▸ **Aim of the task**: Print all the entries exactly.
_____
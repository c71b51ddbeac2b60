//! If-scope analyzer.
//!
//! Computes, for every `IF` block, the set of variables it can touch:
//! left-hand sides of assignments and payments in either branch, nested
//! ifs included, plus variables read by the condition. Also surfaces the
//! maximum nesting depth. The fuzzy evaluator preallocates one save slot
//! per variable per nesting level from these results.
//!
//! The variable indexer must have run first.

use std::collections::BTreeSet;

use crate::script::ast::{Cond, CondKind, Event, Expr, ExprKind, Statement};

/// Annotate every `IfBlock` with its `affected_vars` and return the maximum
/// nesting depth observed across all events.
pub fn if_process(events: &mut [Event]) -> usize {
    let mut proc = IfProcessor { var_stack: Vec::new(), max_nested: 0 };
    for event in events {
        for stmt in event {
            proc.statement(stmt);
        }
    }
    proc.max_nested
}

struct IfProcessor {
    /// Top entry collects the variables touched by the innermost open `IF`.
    var_stack: Vec<BTreeSet<usize>>,
    max_nested: usize,
}

impl IfProcessor {
    fn in_if(&self) -> bool {
        !self.var_stack.is_empty()
    }

    fn record(&mut self, index: usize) {
        if let Some(top) = self.var_stack.last_mut() {
            top.insert(index);
        }
    }

    fn statement(&mut self, stmt: &mut Statement) {
        match stmt {
            Statement::Assign { lhs, .. } | Statement::Pays { lhs, .. } => {
                // Only the written variable matters; right-hand-side reads
                // need no save slot.
                if self.in_if() {
                    self.record(lhs.index);
                }
            }
            Statement::If(block) => {
                self.var_stack.push(BTreeSet::new());
                self.max_nested = self.max_nested.max(self.var_stack.len());

                self.cond(&block.cond);
                for s in &mut block.then_branch {
                    self.statement(s);
                }
                if let Some(else_branch) = &mut block.else_branch {
                    for s in else_branch {
                        self.statement(s);
                    }
                }

                let touched = self.var_stack.pop().expect("pushed above");
                block.affected_vars = touched.iter().copied().collect();

                // A nested if's variables are also touched by the if around it.
                if let Some(outer) = self.var_stack.last_mut() {
                    outer.extend(touched);
                }
            }
            Statement::Collect(stmts) => {
                for s in stmts {
                    self.statement(s);
                }
            }
        }
    }

    fn cond(&mut self, cond: &Cond) {
        if !self.in_if() {
            return;
        }
        match &cond.kind {
            CondKind::True | CondKind::False => {}
            CondKind::Not(inner) => self.cond(inner),
            CondKind::And(a, b) | CondKind::Or(a, b) => {
                self.cond(a);
                self.cond(b);
            }
            CondKind::Equal(e, _) | CondKind::Sup(e, _) | CondKind::SupEqual(e, _) => {
                self.expr_vars(e);
            }
        }
    }

    fn expr_vars(&mut self, expr: &Expr) {
        match &expr.kind {
            ExprKind::Var(v) => self.record(v.index),
            ExprKind::Add(a, b)
            | ExprKind::Sub(a, b)
            | ExprKind::Mult(a, b)
            | ExprKind::Div(a, b)
            | ExprKind::Pow(a, b)
            | ExprKind::Max(a, b)
            | ExprKind::Min(a, b) => {
                self.expr_vars(a);
                self.expr_vars(b);
            }
            ExprKind::Uplus(a) | ExprKind::Uminus(a) | ExprKind::Log(a) | ExprKind::Sqrt(a) => {
                self.expr_vars(a);
            }
            ExprKind::Smooth { x, v_pos, v_neg, eps } => {
                self.expr_vars(x);
                self.expr_vars(v_pos);
                self.expr_vars(v_neg);
                self.expr_vars(eps);
            }
            ExprKind::Spot | ExprKind::Const(_) => {}
        }
    }
}
//! 프로토콜 프레임 모델.
//!
//! 스트림에서 파싱된 논리 레코드 하나. 일시적이며 저장되지 않는다.

/// 완료 신호 페이로드
pub const DONE_SENTINEL: &str = "[DONE]";

/// 파싱된 프레임
#[derive(Debug, Clone, PartialEq, Eq)]
pub enum Frame {
    /// 콘텐츠 델타
    Chunk {
        /// 추가된 텍스트
        content: String,
    },
    /// 스트림 완료 (`[DONE]`)
    Done,
    /// 서버가 보낸 치명적 스트림 내 에러
    Error {
        /// 서버 메시지
        message: String,
    },
    /// keep-alive (콘텐츠 없음)
    Ping,
}

impl Frame {
    /// 텍스트 델타 프레임 생성
    pub fn chunk(content: impl Into<String>) -> Self {
        Frame::Chunk {
            content: content.into(),
        }
    }

    /// 스트림을 종료시키는 프레임인지
    pub fn is_terminal(&self) -> bool {
        matches!(self, Frame::Done | Frame::Error { .. })
    }
}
_____
▸ **Result for this exercise**:
repository c71b51ddbeac2b60
//! If-scope analyzer.
//!
//! Computes, for every `IF` block, the set of variables it can touch:
//! left-hand sides of assignments and payments in either branch, nested
//! ifs included, plus variables read by the condition. Also surfaces the
//! maximum nesting depth. The fuzzy evaluator preallocates one save slot
//! per variable per nesting level from these results.
//!
//! The variable indexer must have run first.

use std::collections::BTreeSet;

use crate::script::ast::{Cond, CondKind, Event, Expr, ExprKind, Statement};

/// Annotate every `IfBlock` with its `affected_vars` and return the maximum
/// nesting depth observed across all events.
pub fn if_process(events: &mut [Event]) -> usize {
    let mut proc = IfProcessor { var_stack: Vec::new(), max_nested: 0 };
    for event in events {
        for stmt in event {
            proc.statement(stmt);
        }
    }
    proc.max_nested
}

struct IfProcessor {
    /// Top entry collects the variables touched by the innermost open `IF`.
    var_stack: Vec<BTreeSet<usize>>,
    max_nested: usize,
}

impl IfProcessor {
    fn in_if(&self) -> bool {
        !self.var_stack.is_empty()
    }

    fn record(&mut self, index: usize) {
        if let Some(top) = self.var_stack.last_mut() {
            top.insert(index);
        }
    }

    fn statement(&mut self, stmt: &mut Statement) {
        match stmt {
            Statement::Assign { lhs, .. } | Statement::Pays { lhs, .. } => {
                // Only the written variable matters; right-hand-side reads
                // need no save slot.
                if self.in_if() {
                    self.record(lhs.index);
                }
            }
            Statement::If(block) => {
                self.var_stack.push(BTreeSet::new());
                self.max_nested = self.max_nested.max(self.var_stack.len());

                self.cond(&block.cond);
                for s in &mut block.then_branch {
                    self.statement(s);
                }
                if let Some(else_branch) = &mut block.else_branch {
                    for s in else_branch {
                        self.statement(s);
                    }
                }

                let touched = self.var_stack.pop().expect("pushed above");
                block.affected_vars = touched.iter().copied().collect();

                // A nested if's variables are also touched by the if around it.
                if let Some(outer) = self.var_stack.last_mut() {
                    outer.extend(touched);
                }
            }
            Statement::Collect(stmts) => {
                for s in stmts {
                    self.statement(s);
                }
            }
        }
    }

    fn cond(&mut self, cond: &Cond) {
        if !self.in_if() {
            return;
        }
        match &cond.kind {
            CondKind::True | CondKind::False => {}
            CondKind::Not(inner) => self.cond(inner),
            CondKind::And(a, b) | CondKind::Or(a, b) => {
                self.cond(a);
                self.cond(b);
            }
            CondKind::Equal(e, _) | CondKind::Sup(e, _) | CondKind::SupEqual(e, _) => {
                self.expr_vars(e);
            }
        }
    }

    fn expr_vars(&mut self, expr: &Expr) {
        match &expr.kind {
            ExprKind::Var(v) => self.record(v.index),
            ExprKind::Add(a, b)
            | ExprKind::Sub(a, b)
            | ExprKind::Mult(a, b)
            | ExprKind::Div(a, b)
            | ExprKind::Pow(a, b)
            | ExprKind::Max(a, b)
            | ExprKind::Min(a, b) => {
                self.expr_vars(a);
                self.expr_vars(b);
            }
            ExprKind::Uplus(a) | ExprKind::Uminus(a) | ExprKind::Log(a) | ExprKind::Sqrt(a) => {
                self.expr_vars(a);
            }
            ExprKind::Smooth { x, v_pos, v_neg, eps } => {
                self.expr_vars(x);
                self.expr_vars(v_pos);
                self.expr_vars(v_neg);
                self.expr_vars(eps);
            }
            ExprKind::Spot | ExprKind::Const(_) => {}
        }
    }
}
//! 프로토콜 프레임 모델.
//!
//! 스트림에서 파싱된 논리 레코드 하나. 일시적이며 저장되지 않는다.

/// 완료 신호 페이로드
pub const DONE_SENTINEL: &str = "[DONE]";

/// 파싱된 프레임
#[derive(Debug, Clone, PartialEq, Eq)]
pub enum Frame {
    /// 콘텐츠 델타
    Chunk {
        /// 추가된 텍스트
        content: String,
    },
    /// 스트림 완료 (`[DONE]`)
    Done,
    /// 서버가 보낸 치명적 스트림 내 에러
    Error {
        /// 서버 메시지
        message: String,
    },
    /// keep-alive (콘텐츠 없음)
    Ping,
}

impl Frame {
    /// 텍스트 델타 프레임 생성
    pub fn chunk(content: impl Into<String>) -> Self {
        Frame::Chunk {
            content: content.into(),
        }
    }

    /// 스트림을 종료시키는 프레임인지
    pub fn is_terminal(&self) -> bool {
        matches!(self, Frame::Done | Frame::Error { .. })
    }
}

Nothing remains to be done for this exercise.